[Stored data]
.....
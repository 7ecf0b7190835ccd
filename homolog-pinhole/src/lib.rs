//! This crate plugs into `homolog-core` and provides the projective geometry of a calibrated
//! stereo pair of pinhole cameras. It builds the `3×4` projection matrix of each camera from its
//! intrinsic and extrinsic calibration and derives the [`FundamentalMatrix`] that relates pixels
//! in the left image to epipolar lines in the right image (and back).

mod fundamental;
mod projection;
mod skew;

pub use fundamental::*;
pub use projection::*;
pub use skew::*;

use homolog_core::nalgebra::{Matrix3, Point2, Vector2};

#[cfg(feature = "serde-serialize")]
use serde::{Deserialize, Serialize};

/// This contains intrinsic camera parameters as per
/// [this Wikipedia page](https://en.wikipedia.org/wiki/Camera_resectioning#Intrinsic_parameters).
///
/// It is a convenience to build the `3×3` intrinsic matrix of a
/// [`CameraCalibration`](homolog_core::CameraCalibration) from named parameters.
#[derive(Debug, Clone, Copy, PartialEq, PartialOrd)]
#[cfg_attr(feature = "serde-serialize", derive(Serialize, Deserialize))]
pub struct CameraIntrinsics {
    pub focals: Vector2<f64>,
    pub principal_point: Point2<f64>,
    pub skew: f64,
}

impl CameraIntrinsics {
    /// Creates camera intrinsics that would create an identity intrinsic matrix.
    /// This would imply that the pixel positions have an origin at `0,0`,
    /// the pixel distance unit is the focal length, pixels are square,
    /// and there is no skew.
    pub fn identity() -> Self {
        Self {
            focals: Vector2::new(1.0, 1.0),
            skew: 0.0,
            principal_point: Point2::new(0.0, 0.0),
        }
    }

    pub fn focals(self, focals: Vector2<f64>) -> Self {
        Self { focals, ..self }
    }

    pub fn focal(self, focal: f64) -> Self {
        Self {
            focals: Vector2::new(focal, focal),
            ..self
        }
    }

    pub fn principal_point(self, principal_point: Point2<f64>) -> Self {
        Self {
            principal_point,
            ..self
        }
    }

    pub fn skew(self, skew: f64) -> Self {
        Self { skew, ..self }
    }

    /// Reads the parameters back out of an upper triangular intrinsic matrix.
    ///
    /// The matrix is normalized by its bottom-right entry first. Returns `None` if that entry
    /// is zero.
    pub fn from_matrix(matrix: &Matrix3<f64>) -> Option<Self> {
        let scale = matrix[(2, 2)];
        if scale == 0.0 {
            return None;
        }
        let matrix = matrix / scale;
        Some(Self {
            focals: Vector2::new(matrix[(0, 0)], matrix[(1, 1)]),
            principal_point: Point2::new(matrix[(0, 2)], matrix[(1, 2)]),
            skew: matrix[(0, 1)],
        })
    }

    #[rustfmt::skip]
    pub fn matrix(&self) -> Matrix3<f64> {
        Matrix3::new(
            self.focals.x,  self.skew,      self.principal_point.x,
            0.0,            self.focals.y,  self.principal_point.y,
            0.0,            0.0,            1.0,
        )
    }
}

impl Default for CameraIntrinsics {
    fn default() -> Self {
        Self::identity()
    }
}
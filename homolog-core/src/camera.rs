use crate::{Error, Result};
use nalgebra::{DMatrix, IsometryMatrix3, Matrix3, Matrix4};

#[cfg(feature = "serde-serialize")]
use serde::{Deserialize, Serialize};

/// The calibration of one camera of the stereo pair.
///
/// * `intrinsic` maps camera-frame rays to pixel coordinates (focal lengths, skew, principal point)
/// * `extrinsic` is the homogeneous world-to-camera transform and must be invertible
///
/// The calibration is read-only input, supplied once per run for each of the left and the right
/// camera.
#[derive(Debug, Clone, Copy, PartialEq)]
#[cfg_attr(feature = "serde-serialize", derive(Serialize, Deserialize))]
pub struct CameraCalibration {
    pub intrinsic: Matrix3<f64>,
    pub extrinsic: Matrix4<f64>,
}

impl CameraCalibration {
    pub fn new(intrinsic: Matrix3<f64>, extrinsic: Matrix4<f64>) -> Self {
        Self {
            intrinsic,
            extrinsic,
        }
    }

    /// Creates the calibration from a rigid world-to-camera pose.
    pub fn from_pose(intrinsic: Matrix3<f64>, pose: IsometryMatrix3<f64>) -> Self {
        Self::new(intrinsic, pose.to_homogeneous())
    }

    /// Creates the calibration from dynamically sized matrices, as they come out of a
    /// calibration file reader.
    ///
    /// The intrinsic matrix must be `3×3`. The extrinsic matrix must be `4×4`, or `3×4` in which
    /// case it is extended with the row `[0 0 0 1]`.
    ///
    /// ```
    /// use homolog_core::{CameraCalibration, Error};
    /// use homolog_core::nalgebra::{DMatrix, Matrix4};
    /// let intrinsic = DMatrix::identity(3, 3);
    /// let extrinsic = DMatrix::identity(3, 4);
    /// let calibration = CameraCalibration::from_dynamic(&intrinsic, &extrinsic).unwrap();
    /// assert_eq!(calibration.extrinsic, Matrix4::identity());
    ///
    /// let bad = DMatrix::identity(2, 3);
    /// assert!(matches!(
    ///     CameraCalibration::from_dynamic(&bad, &extrinsic),
    ///     Err(Error::Dimension { name: "intrinsic", .. }),
    /// ));
    /// ```
    pub fn from_dynamic(intrinsic: &DMatrix<f64>, extrinsic: &DMatrix<f64>) -> Result<Self> {
        if intrinsic.shape() != (3, 3) {
            return Err(Error::Dimension {
                name: "intrinsic",
                expected: (3, 3),
                actual: intrinsic.shape(),
            });
        }
        let intrinsic = Matrix3::from_fn(|row, column| intrinsic[(row, column)]);
        let extrinsic = match extrinsic.shape() {
            (4, 4) => Matrix4::from_fn(|row, column| extrinsic[(row, column)]),
            (3, 4) => Matrix4::from_fn(|row, column| match row {
                3 if column == 3 => 1.0,
                3 => 0.0,
                _ => extrinsic[(row, column)],
            }),
            actual => {
                return Err(Error::Dimension {
                    name: "extrinsic",
                    expected: (4, 4),
                    actual,
                })
            }
        };
        let calibration = Self::new(intrinsic, extrinsic);
        calibration.validate()?;
        Ok(calibration)
    }

    /// Checks that both matrices only hold finite values and that the extrinsic matrix is
    /// invertible.
    pub fn validate(&self) -> Result<()> {
        if self.intrinsic.iter().any(|n| !n.is_finite()) {
            return Err(Error::NonFinite { name: "intrinsic" });
        }
        if self.extrinsic.iter().any(|n| !n.is_finite()) {
            return Err(Error::NonFinite { name: "extrinsic" });
        }
        self.inverse_extrinsic().map(|_| ())
    }

    /// The camera-to-world transform.
    pub fn inverse_extrinsic(&self) -> Result<Matrix4<f64>> {
        self.extrinsic
            .try_inverse()
            .filter(|inverse| inverse.iter().all(|n| n.is_finite()))
            .ok_or(Error::SingularExtrinsic)
    }
}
.....
Reproduce each entry above exactly, keeping every character.

repository 7ecf0b7190835ccd
filename homolog-pinhole/src/lib.rs
//! This crate plugs into `homolog-core` and provides the projective geometry of a calibrated
//! stereo pair of pinhole cameras. It builds the `3×4` projection matrix of each camera from its
//! intrinsic and extrinsic calibration and derives the [`FundamentalMatrix`] that relates pixels
//! in the left image to epipolar lines in the right image (and back).

mod fundamental;
mod projection;
mod skew;

pub use fundamental::*;
pub use projection::*;
pub use skew::*;

use homolog_core::nalgebra::{Matrix3, Point2, Vector2};

#[cfg(feature = "serde-serialize")]
use serde::{Deserialize, Serialize};

/// This contains intrinsic camera parameters as per
/// [this Wikipedia page](https://en.wikipedia.org/wiki/Camera_resectioning#Intrinsic_parameters).
///
/// It is a convenience to build the `3×3` intrinsic matrix of a
/// [`CameraCalibration`](homolog_core::CameraCalibration) from named parameters.
#[derive(Debug, Clone, Copy, PartialEq, PartialOrd)]
#[cfg_attr(feature = "serde-serialize", derive(Serialize, Deserialize))]
pub struct CameraIntrinsics {
    pub focals: Vector2<f64>,
    pub principal_point: Point2<f64>,
    pub skew: f64,
}

impl CameraIntrinsics {
    /// Creates camera intrinsics that would create an identity intrinsic matrix.
    /// This would imply that the pixel positions have an origin at `0,0`,
    /// the pixel distance unit is the focal length, pixels are square,
    /// and there is no skew.
    pub fn identity() -> Self {
        Self {
            focals: Vector2::new(1.0, 1.0),
            skew: 0.0,
            principal_point: Point2::new(0.0, 0.0),
        }
    }

    pub fn focals(self, focals: Vector2<f64>) -> Self {
        Self { focals, ..self }
    }

    pub fn focal(self, focal: f64) -> Self {
        Self {
            focals: Vector2::new(focal, focal),
            ..self
        }
    }

    pub fn principal_point(self, principal_point: Point2<f64>) -> Self {
        Self {
            principal_point,
            ..self
        }
    }

    pub fn skew(self, skew: f64) -> Self {
        Self { skew, ..self }
    }

    /// Reads the parameters back out of an upper triangular intrinsic matrix.
    ///
    /// The matrix is normalized by its bottom-right entry first. Returns `None` if that entry
    /// is zero.
    pub fn from_matrix(matrix: &Matrix3<f64>) -> Option<Self> {
        let scale = matrix[(2, 2)];
        if scale == 0.0 {
            return None;
        }
        let matrix = matrix / scale;
        Some(Self {
            focals: Vector2::new(matrix[(0, 0)], matrix[(1, 1)]),
            principal_point: Point2::new(matrix[(0, 2)], matrix[(1, 2)]),
            skew: matrix[(0, 1)],
        })
    }

    #[rustfmt::skip]
    pub fn matrix(&self) -> Matrix3<f64> {
        Matrix3::new(
            self.focals.x,  self.skew,      self.principal_point.x,
            0.0,            self.focals.y,  self.principal_point.y,
            0.0,            0.0,            1.0,
        )
    }
}

impl Default for CameraIntrinsics {
    fn default() -> Self {
        Self::identity()
    }
}
filename homolog-core/src/camera.rs
use crate::{Error, Result};
use nalgebra::{DMatrix, IsometryMatrix3, Matrix3, Matrix4};

#[cfg(feature = "serde-serialize")]
use serde::{Deserialize, Serialize};

/// The calibration of one camera of the stereo pair.
///
/// * `intrinsic` maps camera-frame rays to pixel coordinates (focal lengths, skew, principal point)
/// * `extrinsic` is the homogeneous world-to-camera transform and must be invertible
///
/// The calibration is read-only input, supplied once per run for each of the left and the right
/// camera.
#[derive(Debug, Clone, Copy, PartialEq)]
#[cfg_attr(feature = "serde-serialize", derive(Serialize, Deserialize))]
pub struct CameraCalibration {
    pub intrinsic: Matrix3<f64>,
    pub extrinsic: Matrix4<f64>,
}

impl CameraCalibration {
    pub fn new(intrinsic: Matrix3<f64>, extrinsic: Matrix4<f64>) -> Self {
        Self {
            intrinsic,
            extrinsic,
        }
    }

    /// Creates the calibration from a rigid world-to-camera pose.
    pub fn from_pose(intrinsic: Matrix3<f64>, pose: IsometryMatrix3<f64>) -> Self {
        Self::new(intrinsic, pose.to_homogeneous())
    }

    /// Creates the calibration from dynamically sized matrices, as they come out of a
    /// calibration file reader.
    ///
    /// The intrinsic matrix must be `3×3`. The extrinsic matrix must be `4×4`, or `3×4` in which
    /// case it is extended with the row `[0 0 0 1]`.
    ///
    /// ```
    /// use homolog_core::{CameraCalibration, Error};
    /// use homolog_core::nalgebra::{DMatrix, Matrix4};
    /// let intrinsic = DMatrix::identity(3, 3);
    /// let extrinsic = DMatrix::identity(3, 4);
    /// let calibration = CameraCalibration::from_dynamic(&intrinsic, &extrinsic).unwrap();
    /// assert_eq!(calibration.extrinsic, Matrix4::identity());
    ///
    /// let bad = DMatrix::identity(2, 3);
    /// assert!(matches!(
    ///     CameraCalibration::from_dynamic(&bad, &extrinsic),
    ///     Err(Error::Dimension { name: "intrinsic", .. }),
    /// ));
    /// ```
    pub fn from_dynamic(intrinsic: &DMatrix<f64>, extrinsic: &DMatrix<f64>) -> Result<Self> {
        if intrinsic.shape() != (3, 3) {
            return Err(Error::Dimension {
                name: "intrinsic",
                expected: (3, 3),
                actual: intrinsic.shape(),
            });
        }
        let intrinsic = Matrix3::from_fn(|row, column| intrinsic[(row, column)]);
        let extrinsic = match extrinsic.shape() {
            (4, 4) => Matrix4::from_fn(|row, column| extrinsic[(row, column)]),
            (3, 4) => Matrix4::from_fn(|row, column| match row {
                3 if column == 3 => 1.0,
                3 => 0.0,
                _ => extrinsic[(row, column)],
            }),
            actual => {
                return Err(Error::Dimension {
                    name: "extrinsic",
                    expected: (4, 4),
                    actual,
                })
            }
        };
        let calibration = Self::new(intrinsic, extrinsic);
        calibration.validate()?;
        Ok(calibration)
    }

    /// Checks that both matrices only hold finite values and that the extrinsic matrix is
    /// invertible.
    pub fn validate(&self) -> Result<()> {
        if self.intrinsic.iter().any(|n| !n.is_finite()) {
            return Err(Error::NonFinite { name: "intrinsic" });
        }
        if self.extrinsic.iter().any(|n| !n.is_finite()) {
            return Err(Error::NonFinite { name: "extrinsic" });
        }
        self.inverse_extrinsic().map(|_| ())
    }

    /// The camera-to-world transform.
    pub fn inverse_extrinsic(&self) -> Result<Matrix4<f64>> {
        self.extrinsic
            .try_inverse()
            .filter(|inverse| inverse.iter().all(|n| n.is_finite()))
            .ok_or(Error::SingularExtrinsic)
    }
}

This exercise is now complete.